Mucinous ovarian tumours are sometimes associated with mature teratomas. It is suggested that the mucinous tumours in this setting are derived from teratomas, but there remains the possibility of collision or metastasis from extra-ovarian sites. Because mature ovarian teratomas are considered to be parthenogenetic tumours that arise from a single oocyte/ovum, they have only a maternal genome and therefore show maternal genome imprinting. If mucinous ovarian tumours originate from teratomas, their genome imprinting is theoretically maternal. One of the most important mechanisms of genome imprinting is DNA methylation. In the present study, we analysed a total of 28 mucinous ovarian tumours (7 with teratomas, 21 without teratomas; 14 malignant, 14 borderline) to clarify the methylation profiles of their imprinted genes using methylation-specific multiplex ligation-dependent probe amplification (MS-MLPA) of 21 imprinting control regions (ICRs) of nine imprinted genes/gene clusters using formalin-fixed, paraffin-embedded samples. All cases lacked evidence of an extra-ovarian primary mucinous tumour. In all seven mucinous tumours with teratomas, the overall methylation profile of mucinous tumours was comparable to that of teratomas, although some ICRs showed aberrant methylation. In contrast, all but one of the mucinous tumours without teratomas showed somatic or irregular methylation patterns. Morphologically, there was little teratomatous tissue in some mucinous tumours carrying teratoma-type methylation profiles, suggesting that mucinous tumours overwhelmed ancestral teratomas. In conclusion, the methylation profile of imprinted genes provides evidence that a subset of mucinous ovarian tumours originated from mature teratomas. Genome imprinting-based analysis is a promising strategy to verify the teratomatous origin of human tumours. © 2021 The Pathological Society of Great Britain and Ireland. Published by John Wiley & Sons, Ltd.

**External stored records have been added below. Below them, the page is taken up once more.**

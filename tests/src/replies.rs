//! Response bodies of the transactional endpoint.

use serde_json::{json, Value as Json};

/// A successful reply with no results.
pub fn empty() -> String {
    json!({"results": [], "errors": []}).to_string()
}

/// A server error.
pub fn error(code: &str, message: &str) -> String {
    json!({"results": [], "errors": [{"code": code, "message": message}]}).to_string()
}

/// A node of a graph result. Ids travel as strings, as the server sends them.
pub fn node(id: i64, label: &str, properties: Json) -> Json {
    json!({"id": id.to_string(), "labels": [label], "properties": properties})
}

/// A relationship of a graph result.
pub fn relationship(id: i64, rel_type: &str, start: i64, end: i64, properties: Json) -> Json {
    json!({
        "id": id.to_string(),
        "type": rel_type,
        "startNode": start.to_string(),
        "endNode": end.to_string(),
        "properties": properties
    })
}

/// A graph result of one row.
pub fn graph(nodes: Vec<Json>, relationships: Vec<Json>) -> String {
    json!({
        "results": [{
            "columns": ["p"],
            "data": [{"graph": {"nodes": nodes, "relationships": relationships}}]
        }],
        "errors": []
    })
    .to_string()
}

/// A graph-row result: each entry is a graph fragment and the id of its root.
pub fn graph_rows(rows: Vec<(Vec<Json>, Vec<Json>, i64)>) -> String {
    let data: Vec<Json> = rows
        .into_iter()
        .map(|(nodes, relationships, root)| {
            json!({
                "graph": {"nodes": nodes, "relationships": relationships},
                "row": [Json::Null, root]
            })
        })
        .collect();
    json!({"results": [{"columns": ["p", "ID(n)"], "data": data}], "errors": []}).to_string()
}

/// A row result.
pub fn rows(columns: &[&str], rows: Vec<Vec<Json>>) -> String {
    let data: Vec<Json> = rows.into_iter().map(|row| json!({ "row": row })).collect();
    json!({"results": [{"columns": columns, "data": data}], "errors": []}).to_string()
}

/// The reply to a create statement: one row with an id per alias.
pub fn created(ids: &[(&str, i64)]) -> String {
    let columns: Vec<&str> = ids.iter().map(|(alias, _)| *alias).collect();
    let row: Vec<i64> = ids.iter().map(|(_, id)| *id).collect();
    json!({
        "results": [{"columns": columns, "data": [{"row": row}]}],
        "errors": []
    })
    .to_string()
}

/// A statistics-only result.
pub fn stats(stats: Json) -> String {
    json!({"results": [{"columns": [], "data": [], "stats": stats}], "errors": []}).to_string()
}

黏液性卵巢肿瘤有时与成熟畸胎瘤有关。有人认为,这种情况下的黏液性肿瘤来源于畸胎瘤,但也不能排除来自卵巢外部位的碰撞或转移的可能性。由于成熟的卵巢畸胎瘤被认为是单卵/卵子起源的部分合生肿瘤,它们只有一个母系基因组,因此表现出母系基因组印记。如果黏液性卵巢肿瘤起源于畸胎瘤,那么它们的基因组印记理论上是母系的。基因组印记的最重要机制之一是 DNA 甲基化。在本研究中,我们分析了总共 28 例黏液性卵巢肿瘤(7 例伴畸胎瘤,21 例无畸胎瘤;14 例恶性,14 例交界性),使用福尔马林固定、石蜡包埋样本的 21 个印迹控制区(ICRs)的 9 个印迹基因/基因簇的甲基化特异性多重连接依赖性探针扩增(MS-MLPA)来阐明印迹基因的甲基化谱。所有病例均缺乏卵巢外原发性黏液性肿瘤的证据。在所有 7 例伴畸胎瘤的黏液性肿瘤中,尽管一些 ICR 显示出异常甲基化,但黏液性肿瘤的总体甲基化谱与畸胎瘤相似。相比之下,所有无畸胎瘤的黏液性肿瘤中除 1 例外均显示出体性或不规则的甲基化模式。形态学上,一些携带畸胎瘤样甲基化谱的黏液性肿瘤中只有少量的畸胎瘤组织,这表明黏液性肿瘤压制了原始的畸胎瘤。总之,印迹基因的甲基化谱为一部分黏液性卵巢肿瘤起源于成熟畸胎瘤提供了证据。基于基因组印记的分析是验证人类肿瘤的畸胎瘤起源的一种很有前途的策略。© 2021 大不列颠及爱尔兰病理学学会。由 John Wiley & Sons, Ltd 出版。